- Known as Rasayana in Ayurveda, ashwagandha is an adaptogenic herb that enhances your body’s ability to withstand stress and is considered to be a rejuvenator
- Ashwagandha contains compounds known as withanolides, which have not only antioxidant and anti-stress activities but also enhance immunity, protect the heart and offer neuroprotective, hypoglycemic, and anti-tumor effects
- Ashwagandha has notable benefits for relieving stress and anxiety and supporting brain health, such that taking ashwagandha for 90 days improved memory and focus
- Withanolides have also been shown to suppress pathways responsible for several inflammation-based illnesses, including arthritis, asthma, high blood pressure, osteoporosis, and cancer
Ashwagandha (Withania somnifera) is an herb that’s been used in Ayurvedic medicine for thousands of years. Known as Rasayana in Ayurveda, ashwagandha is an adaptogenic herb that enhances your body’s ability to withstand stress and is considered to be a rejuvenator.1 According to Ayurveda, ashwagandha is also known as:2
- Balya — increases strength
- Brusya — Sexual performance enhancer
- Vajikari — Spermatogenic
- Kamarupini — Libido enhancing
- Pustida — Nourishing
Also known as Indian ginseng or winter cherry, ashwagandha contains compounds known as withanolides, which have not only antioxidant and anti-stress activities but also enhance immunity, protect the heart and offer neuroprotective, hypoglycemic, and anti-tumor effects.3 Its name comes from the Sanskrit word “ashwa,” or horse because its root smells like horse urine and gives you the power of a horse when consumed.4
Nine Reasons to Consume Ashwagandha
In addition to withanolides, ashwagandha contains phenolic acids, alkaloids, saponins, and tannins, which offer a wide variety of pharmacological activities. Together, ashwagandha and its bioactive compounds may benefit diseases such as arthritis, impotence, amnesia, anxiety, and more. Ayurvedic doctor Dixa Bhavsar explained on social media:5,6
“This miracle herb has taken the medical world by storm (especially during #covid). And for good reason. Ashwagandha (Indian ginseng) is immune boosting, anti-inflammatory, sleep inducing, anticonvulsant, anti-stress, and antibacterial properties, this herb is like the one-stop shop for all ailments.”

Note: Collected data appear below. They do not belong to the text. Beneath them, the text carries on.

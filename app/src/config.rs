// app/src/config.rs

use crate::errors::{AppError, Result};
use dotenvy::dotenv;
use fulfillment::{DocumentConfig, FulfillmentConfig, TransactionConfig};
use std::env;
use std::str::FromStr;
use std::time::Duration;

#[derive(Debug, Clone)]
pub struct AppConfig {
  pub server_host: String,
  pub server_port: u16,
  pub database_url: String,

  /// Prefix for generated invoice and receipt URLs.
  pub document_base_url: String,

  pub txn_timeout: Duration,
  pub txn_max_retries: u32,
  pub txn_retry_backoff: Duration,

  pub notify_sender: String,

  pub run_migrations: bool,
}

fn parse_env<T>(var_name: &str, default: &str) -> Result<T>
where
  T: FromStr,
  T::Err: std::fmt::Display,
{
  env::var(var_name)
    .unwrap_or_else(|_| default.to_string())
    .parse::<T>()
    .map_err(|e| AppError::Config(format!("Invalid {}: {}", var_name, e)))
}

impl AppConfig {
  pub fn from_env() -> Result<Self> {
    dotenv().ok(); // Load .env file if present

    let get_env = |var_name: &str| {
      env::var(var_name).map_err(|e| AppError::Config(format!("Missing environment variable '{}': {}", var_name, e)))
    };

    let server_host = get_env("SERVER_HOST").unwrap_or_else(|_| "127.0.0.1".to_string());
    let server_port = parse_env::<u16>("SERVER_PORT", "8080")?;
    let database_url = get_env("DATABASE_URL")?;
    let document_base_url =
      get_env("DOCUMENT_BASE_URL").unwrap_or_else(|_| DocumentConfig::default().base_url);

    let txn_timeout = Duration::from_millis(parse_env::<u64>("TXN_TIMEOUT_MS", "5000")?);
    let txn_max_retries = parse_env::<u32>("TXN_MAX_RETRIES", "1")?;
    let txn_retry_backoff = Duration::from_millis(parse_env::<u64>("TXN_RETRY_BACKOFF_MS", "50")?);

    let notify_sender = get_env("NOTIFY_SENDER").unwrap_or_else(|_| "noreply@tickets.local".to_string());
    let run_migrations = parse_env::<bool>("RUN_MIGRATIONS", "true")?;

    tracing::info!("Application configuration loaded successfully.");

    Ok(Self {
      server_host,
      server_port,
      database_url,
      document_base_url,
      txn_timeout,
      txn_max_retries,
      txn_retry_backoff,
      notify_sender,
      run_migrations,
    })
  }

  pub fn fulfillment(&self) -> FulfillmentConfig {
    FulfillmentConfig {
      transaction: TransactionConfig {
        timeout: self.txn_timeout,
        max_transient_retries: self.txn_max_retries,
        retry_backoff: self.txn_retry_backoff,
      },
      documents: DocumentConfig {
        base_url: self.document_base_url.clone(),
      },
    }
  }
}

Why else might you want to consider ashwagandha?
1. Relieve Stress and Anxiety — In a study of 125 adults who took ashwagandha or placebo daily for 90 days, those who took ashwagandha had lower serum cortisol levels — a measure of stress — and higher scores on a happiness questionnaire, “suggesting significantly lower stress levels and significantly better psychological well-being and sleep quality.”7
Another study involving 64 individuals who had a history of chronic stress evaluated the effectiveness of a full-spectrum extract of ashwagandha root to help reduce stress and anxiety. Those in the study group took 300 milligrams (mg) of ashwagandha root twice a day for 60 days.
Analysis of the data revealed a significant reduction in stress assessment at the end of 60 days when compared to the placebo group. People taking ashwagandha also had substantially lower serum cortisol levels.8 According to the study, which was published in the Indian Journal of Psychological Medicine:9
“The findings of this study suggest that a high-concentration full-spectrum Ashwagandha root extract safely and effectively improves an individual's resistance towards stress and thereby improves self-assessed quality of life.”

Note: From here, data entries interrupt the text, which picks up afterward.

// core/src/pipeline/definition.rs

//! Contains the `Pipeline<TData, Err>` struct and its construction.

use crate::error::PipelineError;
use crate::pipeline::step::{Handler, SkipCondition, StepDef};
use std::collections::HashMap;

/// An ordered list of named steps executed against a context of type `TData`.
///
/// `Err` is the error type returned by handlers. It must be constructible
/// from `PipelineError` so that misconfiguration detected at run time (a
/// required step without handlers) surfaces through the same channel.
pub struct Pipeline<TData, Err>
where
  TData: Send + 'static,
  Err: std::error::Error + From<PipelineError> + Send + Sync + 'static,
{
  pub(crate) steps: Vec<StepDef<TData>>,

  pub(crate) before: HashMap<String, Vec<Handler<TData, Err>>>,
  pub(crate) on: HashMap<String, Vec<Handler<TData, Err>>>,
  pub(crate) after: HashMap<String, Vec<Handler<TData, Err>>>,
}

impl<TData, Err> Pipeline<TData, Err>
where
  TData: Send + 'static,
  Err: std::error::Error + From<PipelineError> + Send + Sync + 'static,
{
  /// Creates a pipeline from `(name, optional, skip_if)` step definitions.
  pub fn new(step_defs: &[(&str, bool, Option<SkipCondition<TData>>)]) -> Self {
    let steps = step_defs
      .iter()
      .map(|(name, optional, skip_if)| StepDef {
        name: (*name).to_string(),
        optional: *optional,
        skip_if: skip_if.clone(),
      })
      .collect();

    Self {
      steps,
      before: HashMap::new(),
      on: HashMap::new(),
      after: HashMap::new(),
    }
  }

  /// Step names in execution order.
  pub fn step_names(&self) -> impl Iterator<Item = &str> {
    self.steps.iter().map(|s| s.name.as_str())
  }

  /// Panics if `step_name` is not part of this pipeline. Registering a handler
  /// for an unknown step is a wiring mistake, not a runtime condition.
  pub(crate) fn ensure_step_exists(&self, step_name: &str) {
    if !self.steps.iter().any(|s| s.name == step_name) {
      panic!("Pipeline setup error: step '{}' not found in pipeline definition.", step_name);
    }
  }

  pub(crate) fn handlers_for<'p>(
    map: &'p HashMap<String, Vec<Handler<TData, Err>>>,
    step_name: &str,
  ) -> &'p [Handler<TData, Err>] {
    map.get(step_name).map(Vec::as_slice).unwrap_or(&[])
  }
}
// core/src/models/mod.rs

//! Entities of the fulfillment pipeline. Money is always carried in integer
//! minor units (`*_cents`).

pub mod coupon;
pub mod event;
pub mod order;
pub mod principal;
pub mod registration;
pub mod withdrawal;

pub use coupon::{Coupon, CouponUsage, DiscountQuote, DiscountType};
pub use event::Event;
pub use order::{Order, OrderItem, OrderStatus};
pub use principal::{Principal, Role};
pub use registration::{EventRegistration, RegistrationStatus};
pub use withdrawal::{WithdrawalRequest, WithdrawalStatus};

use thiserror::Error;

/// Returned when a stored or submitted status string names no known variant.
#[derive(Debug, Clone, Error, PartialEq, Eq)]
#[error("unknown {entity} value '{value}'")]
pub struct ParseEnumError {
  pub entity: &'static str,
  pub value: String,
}

impl ParseEnumError {
  pub(crate) fn new(entity: &'static str, value: &str) -> Self {
    Self {
      entity,
      value: value.to_string(),
    }
  }
}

2. Improve Cognitive Function — Ashwagandha has notable benefits for brain health, such that taking ashwagandha for 90 days improved memory and focus in cognitively sound adults between the ages of 20 and 55.10
In another study of adults with mild cognitive impairment, eight weeks of ashwagandha supplementation twice daily led to significantly greater improvements in immediate and general memory, executive function, sustained attention, and information-processing speed compared to placebo.11
The herb was also found to improve aspects of cognition, including verbal working memory, response time, and social cognition response in people with bipolar disorder.12
3. Better Sleep — If you’re looking for a sound night’s rest, sleep hygiene should be your go-to response, tending to things like eliminating light in your bedroom, turning off electronics well before bedtime, and going to bed and waking at approximately the same time each day. However, ashwagandha maybe provides a natural complement to these strategies.
In an analysis of five randomized controlled trials containing 400 participants,13 ashwagandha extracts had a beneficial effect in improving sleep. The benefits were most pronounced in those with insomnia, those who took a dosage of 600 mg per day or more and used ashwagandha for at least eight weeks.
As a pleasant “side effect,” those who took ashwagandha had improved mental alertness when they woke up, along with less anxiety. A 2020 study also tested ashwagandha for its ability to promote sleep. Based on the results, the researchers believe the herb could be an alternative treatment for insomnia.14 It found that ashwagandha root extract improved sleep quality and helped in managing insomnia.
While both healthy subjects and people with insomnia reported significant improvement in sleep parameters from ashwagandha, the improvement was more significant in those with insomnia.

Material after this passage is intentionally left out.